Fundamentally the predictive processing model of pain considers peripheral sensitisation, and looks at how anxiety, emotion, expectation and attention may change and impact pain. I have written a little about predictive processing within this article HERE.
Combining my thoughts on predictive processing, and causation and dispositionalism, and with the help of Matt, I have come up with the following description which has helped me to understand my pain.
A simple understanding of MY pain
I have in my mind/body a ‘model’ (predictive model) which informs me as to whether to give an experience of pain or not, in a variety of circumstances, based on presenting factors.
When a part of my body, in this case my damaged S1 nerve root (which may be being irritated by, for example, position, load or temperature), emits an ‘impulse’, then my predictive model considers this factor, along with other factors, to evaluate whether to give an experience of pain or not. These factors include my current novel mix of the levels of my traits.
I have a number of personal traits, or dispositions, which vary over time. For example, I have a tendency, or disposition, towards anxiety and poor sleep. I am naturally positive and have high resilience.
I experience interaction between these dispositions. For example, my sleep is likely to be worse when I am anxious, and my resilience is likely to be reduced when I am sleep deprived.
Some of these dispositions have a stronger influence than others on my presentation, for example anxiety and poor sleep have a greater impact on me than positivity.
I am also affected by external factors. For example, my anxiety will increase if I experience work place bullying or an unexpected household bill, and my positivity will increase whilst experiencing success.
I have an ever-changing novel mix of the levels of my dispositions. At a ‘good time’, my anxiety might be low, my positivity high and I might have had good sleep. At a ‘bad time’, my anxiety may be high, my resilience low and my sleep poor.
My predictive model ‘knows’ what combination of dispositional levels and other factors, including the impulse from my S1 nerve root, are likely to be ‘ok’ and don’t need a response of pain.
If the combination of factors at a moment in time, including the ‘impulse’ from my S1 nerve root (which is likely for me to be a dominant factor), matches the predictive model of being ‘ok’, then no action is taken, and no pain emerges.
If not, then pain emerges to alert me to do something to stop the irritation on the S1 nerve root continuing.
Changes in the novel mix of my dispositional levels, and my S1 nerve root impulse, may, or may not, be sufficient to change whether I experience pain or not.
My experiences inform my predictive model. These experiences might result in the predictive model being changed.

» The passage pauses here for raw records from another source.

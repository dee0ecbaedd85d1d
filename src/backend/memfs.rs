//! In-memory remote.
//!
//! Nodes live in a flat path-keyed map. Failures use the sentinel error
//! variants rather than native codes, matching how string-error remotes
//! behave, which makes this backend double as the translation-table
//! exerciser in tests.

use std::collections::BTreeMap;
use std::sync::RwLock;
use std::time::SystemTime;

use async_trait::async_trait;
use bytes::Bytes;

use super::{NodeInfo, NodeKind, RemoteBackend, Usage, normalize};
use crate::error::BackendError;

const FILE_PERMS: u32 = 0o644;
const DIR_PERMS: u32 = 0o755;

#[derive(Debug, Clone)]
enum MemNode {
    Dir,
    File { data: Bytes, modified: SystemTime },
}

#[derive(Debug)]
pub struct MemBackend {
    remote: String,
    streaming: bool,
    // Normalized path -> node; the root is implicit.
    nodes: RwLock<BTreeMap<String, MemNode>>,
}

impl MemBackend {
    pub fn new(remote: impl Into<String>, streaming: bool) -> Self {
        Self {
            remote: remote.into(),
            streaming,
            nodes: RwLock::new(BTreeMap::new()),
        }
    }

    fn info(path: &str, node: &MemNode) -> NodeInfo {
        let name = path.rsplit('/').next().unwrap_or_default().to_string();
        match node {
            MemNode::Dir => NodeInfo {
                name,
                kind: NodeKind::Dir,
                size: 0,
                modified: SystemTime::UNIX_EPOCH,
                perms: DIR_PERMS,
            },
            MemNode::File { data, modified } => NodeInfo {
                name,
                kind: NodeKind::File,
                size: data.len() as u64,
                modified: *modified,
                perms: FILE_PERMS,
            },
        }
    }

    fn parent_of(path: &str) -> String {
        match path.rfind('/') {
            Some(idx) => path[..idx].to_string(),
            None => String::new(),
        }
    }

    fn require_dir(
        nodes: &BTreeMap<String, MemNode>,
        path: &str,
    ) -> Result<(), BackendError> {
        if path.is_empty() {
            return Ok(());
        }
        match nodes.get(path) {
            Some(MemNode::Dir) => Ok(()),
            Some(MemNode::File { .. }) => Err(BackendError::IsFile),
            None => Err(BackendError::DirNotFound),
        }
    }

    fn children<'a>(
        nodes: &'a BTreeMap<String, MemNode>,
        path: &str,
    ) -> Vec<(&'a String, &'a MemNode)> {
        let prefix = if path.is_empty() {
            String::new()
        } else {
            format!("{path}/")
        };
        nodes
            .range(prefix.clone()..)
            .take_while(|(key, _)| key.starts_with(&prefix))
            .filter(|(key, _)| {
                let rest = &key[prefix.len()..];
                !rest.is_empty() && !rest.contains('/')
            })
            .collect()
    }
}

#[async_trait]
impl RemoteBackend for MemBackend {
    fn remote(&self) -> &str {
        &self.remote
    }

    fn supports_streaming(&self) -> bool {
        self.streaming
    }

    fn supports_copy(&self) -> bool {
        true
    }

    fn supports_move(&self) -> bool {
        true
    }

    fn supports_about(&self) -> bool {
        true
    }

    async fn stat(&self, path: &str) -> Result<NodeInfo, BackendError> {
        let path = normalize(path);
        if path.is_empty() {
            return Ok(Self::info("", &MemNode::Dir));
        }
        let nodes = self.nodes.read().unwrap();
        let node = nodes.get(&path).ok_or(BackendError::NotFound)?;
        Ok(Self::info(&path, node))
    }

    async fn list(&self, path: &str) -> Result<Vec<NodeInfo>, BackendError> {
        let path = normalize(path);
        let nodes = self.nodes.read().unwrap();
        Self::require_dir(&nodes, &path)?;

        Ok(Self::children(&nodes, &path)
            .into_iter()
            .map(|(key, node)| Self::info(key, node))
            .collect())
    }

    async fn mkdir(&self, path: &str, _perms: u32) -> Result<(), BackendError> {
        let path = normalize(path);
        if path.is_empty() {
            return Err(BackendError::AlreadyExists);
        }
        let mut nodes = self.nodes.write().unwrap();
        Self::require_dir(&nodes, &Self::parent_of(&path))?;
        if nodes.contains_key(&path) {
            return Err(BackendError::AlreadyExists);
        }
        nodes.insert(path, MemNode::Dir);
        Ok(())
    }

    async fn rmdir(&self, path: &str) -> Result<(), BackendError> {
        let path = normalize(path);
        let mut nodes = self.nodes.write().unwrap();
        match nodes.get(&path) {
            Some(MemNode::Dir) => {}
            Some(MemNode::File { .. }) => return Err(BackendError::IsFile),
            None => return Err(BackendError::DirNotFound),
        }
        if !Self::children(&nodes, &path).is_empty() {
            return Err(BackendError::DirectoryNotEmpty);
        }
        nodes.remove(&path);
        Ok(())
    }

    async fn remove_file(&self, path: &str) -> Result<(), BackendError> {
        let path = normalize(path);
        let mut nodes = self.nodes.write().unwrap();
        match nodes.get(&path) {
            Some(MemNode::File { .. }) => {
                nodes.remove(&path);
                Ok(())
            }
            Some(MemNode::Dir) => Err(BackendError::IsDir),
            None => Err(BackendError::ObjectNotFound),
        }
    }

    async fn purge(&self, path: &str) -> Result<(), BackendError> {
        let path = normalize(path);
        let mut nodes = self.nodes.write().unwrap();
        match nodes.get(&path) {
            Some(MemNode::Dir) => {}
            Some(MemNode::File { .. }) => return Err(BackendError::IsFile),
            None => return Err(BackendError::DirNotFound),
        }
        let prefix = format!("{path}/");
        nodes.retain(|key, _| key != &path && !key.starts_with(&prefix));
        Ok(())
    }

    async fn rename(&self, from: &str, to: &str) -> Result<(), BackendError> {
        let from = normalize(from);
        let to = normalize(to);
        let mut nodes = self.nodes.write().unwrap();

        let source = nodes.get(&from).ok_or(BackendError::NotFound)?.clone();
        Self::require_dir(&nodes, &Self::parent_of(&to))?;

        match (&source, nodes.get(&to)) {
            (MemNode::File { .. }, Some(MemNode::Dir)) => return Err(BackendError::IsDir),
            (MemNode::Dir, Some(_)) => return Err(BackendError::AlreadyExists),
            _ => {}
        }

        if matches!(source, MemNode::Dir) {
            let from_prefix = format!("{from}/");
            let moved: Vec<(String, MemNode)> = nodes
                .range(from_prefix.clone()..)
                .take_while(|(key, _)| key.starts_with(&from_prefix))
                .map(|(key, node)| {
                    (
                        format!("{to}/{}", &key[from_prefix.len()..]),
                        node.clone(),
                    )
                })
                .collect();
            nodes.retain(|key, _| key != &from && !key.starts_with(&from_prefix));
            nodes.extend(moved);
            nodes.insert(to, MemNode::Dir);
        } else {
            nodes.remove(&from);
            nodes.insert(to, source);
        }

        Ok(())
    }

    async fn read_range(
        &self,
        path: &str,
        offset: u64,
        len: usize,
    ) -> Result<Bytes, BackendError> {
        let path = normalize(path);
        let nodes = self.nodes.read().unwrap();
        match nodes.get(&path) {
            Some(MemNode::File { data, .. }) => {
                let start = (offset as usize).min(data.len());
                let end = start.saturating_add(len).min(data.len());
                Ok(data.slice(start..end))
            }
            Some(MemNode::Dir) => Err(BackendError::IsDir),
            None => Err(BackendError::ObjectNotFound),
        }
    }

    async fn put(&self, path: &str, data: Bytes) -> Result<(), BackendError> {
        let path = normalize(path);
        if path.is_empty() {
            return Err(BackendError::IsDir);
        }
        let mut nodes = self.nodes.write().unwrap();
        if matches!(nodes.get(&path), Some(MemNode::Dir)) {
            return Err(BackendError::IsDir);
        }

        // Parents appear implicitly, like object stores behave.
        let mut parent = Self::parent_of(&path);
        while !parent.is_empty() {
            match nodes.get(&parent) {
                Some(MemNode::Dir) => break,
                Some(MemNode::File { .. }) => return Err(BackendError::IsFile),
                None => {
                    nodes.insert(parent.clone(), MemNode::Dir);
                    parent = Self::parent_of(&parent);
                }
            }
        }

        nodes.insert(
            path,
            MemNode::File {
                data,
                modified: SystemTime::now(),
            },
        );
        Ok(())
    }

    async fn copy_within(&self, from: &str, to: &str) -> Result<(), BackendError> {
        let from = normalize(from);
        let to = normalize(to);
        let mut nodes = self.nodes.write().unwrap();

        let data = match nodes.get(&from) {
            Some(MemNode::File { data, .. }) => data.clone(),
            Some(MemNode::Dir) => return Err(BackendError::IsDir),
            None => return Err(BackendError::ObjectNotFound),
        };
        if matches!(nodes.get(&to), Some(MemNode::Dir)) {
            return Err(BackendError::IsDir);
        }

        nodes.insert(
            to,
            MemNode::File {
                data,
                modified: SystemTime::now(),
            },
        );
        Ok(())
    }

    async fn about(&self) -> Result<Usage, BackendError> {
        let nodes = self.nodes.read().unwrap();
        let mut used = 0u64;
        let mut objects = 0u64;
        for node in nodes.values() {
            if let MemNode::File { data, .. } = node {
                used += data.len() as u64;
                objects += 1;
            }
        }
        Ok(Usage {
            used: Some(used),
            objects: Some(objects),
            ..Usage::default()
        })
    }
}

#[cfg(test)]
mod tests {
    use super::*;

    #[tokio::test]
    async fn list_of_file_is_not_a_directory() {
        let backend = MemBackend::new("mem:", true);
        backend.put("f", Bytes::from_static(b"x")).await.unwrap();

        let err = backend.list("f").await.unwrap_err();
        assert_eq!(err.errno(), Some(libc::ENOTDIR));
    }

    #[tokio::test]
    async fn rmdir_distinguishes_occupied_and_missing() {
        let backend = MemBackend::new("mem:", true);
        backend.mkdir("d", 0o755).await.unwrap();
        backend.put("d/f", Bytes::from_static(b"x")).await.unwrap();

        assert!(matches!(
            backend.rmdir("d").await,
            Err(BackendError::DirectoryNotEmpty)
        ));
        assert!(matches!(
            backend.rmdir("ghost").await,
            Err(BackendError::DirNotFound)
        ));

        backend.purge("d").await.unwrap();
        assert!(backend.list("d").await.is_err());
    }

    #[tokio::test]
    async fn rename_moves_whole_subtree() {
        let backend = MemBackend::new("mem:", true);
        backend.mkdir("a", 0o755).await.unwrap();
        backend.put("a/x/f", Bytes::from_static(b"1")).await.unwrap();
        backend.put("a/g", Bytes::from_static(b"2")).await.unwrap();

        backend.rename("a", "b").await.unwrap();

        assert!(backend.stat("a").await.is_err());
        assert_eq!(
            &backend.read_range("b/x/f", 0, 10).await.unwrap()[..],
            b"1"
        );
        assert_eq!(&backend.read_range("b/g", 0, 10).await.unwrap()[..], b"2");
    }

    #[tokio::test]
    async fn put_creates_implicit_parents() {
        let backend = MemBackend::new("mem:", true);
        backend
            .put("deep/nested/file", Bytes::from_static(b"x"))
            .await
            .unwrap();
        assert!(backend.stat("deep/nested").await.unwrap().is_dir());
    }

    #[tokio::test]
    async fn usage_counts_objects() {
        let backend = MemBackend::new("mem:", true);
        backend.put("a", Bytes::from_static(b"abc")).await.unwrap();
        backend.put("b", Bytes::from_static(b"de")).await.unwrap();

        let usage = backend.about().await.unwrap();
        assert_eq!(usage.used, Some(5));
        assert_eq!(usage.objects, Some(2));
    }
}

In order to improve my pain situation, then I would need to work on optimising my personal factors, eg anxiety, sleep, resilience and positivity, my physical factors, eg S1 nerve root irritation and also external factors, eg temperature, finances and work conditions. This is because my predictive model takes the combination of these factors into account when deciding whether to give me a pain experience following an impulse from my S1 nerve root. Improving one factor only is unlikely to bring about sufficient change.
I hope this blog might support other people living with persistent pain to understand that there are many more factors involved in a persistent pain situation than just their anatomy. I hope this might help empower people to change the things they can change in order to improve their situation. Learning to self-manage persistent pain situation is not an easy journey, but a vitally important one. It truly changed my life!
In terms of physiotherapists and other clinicians I would make a final plea to listen to the ‘story’ of each of your unique and very individual patients.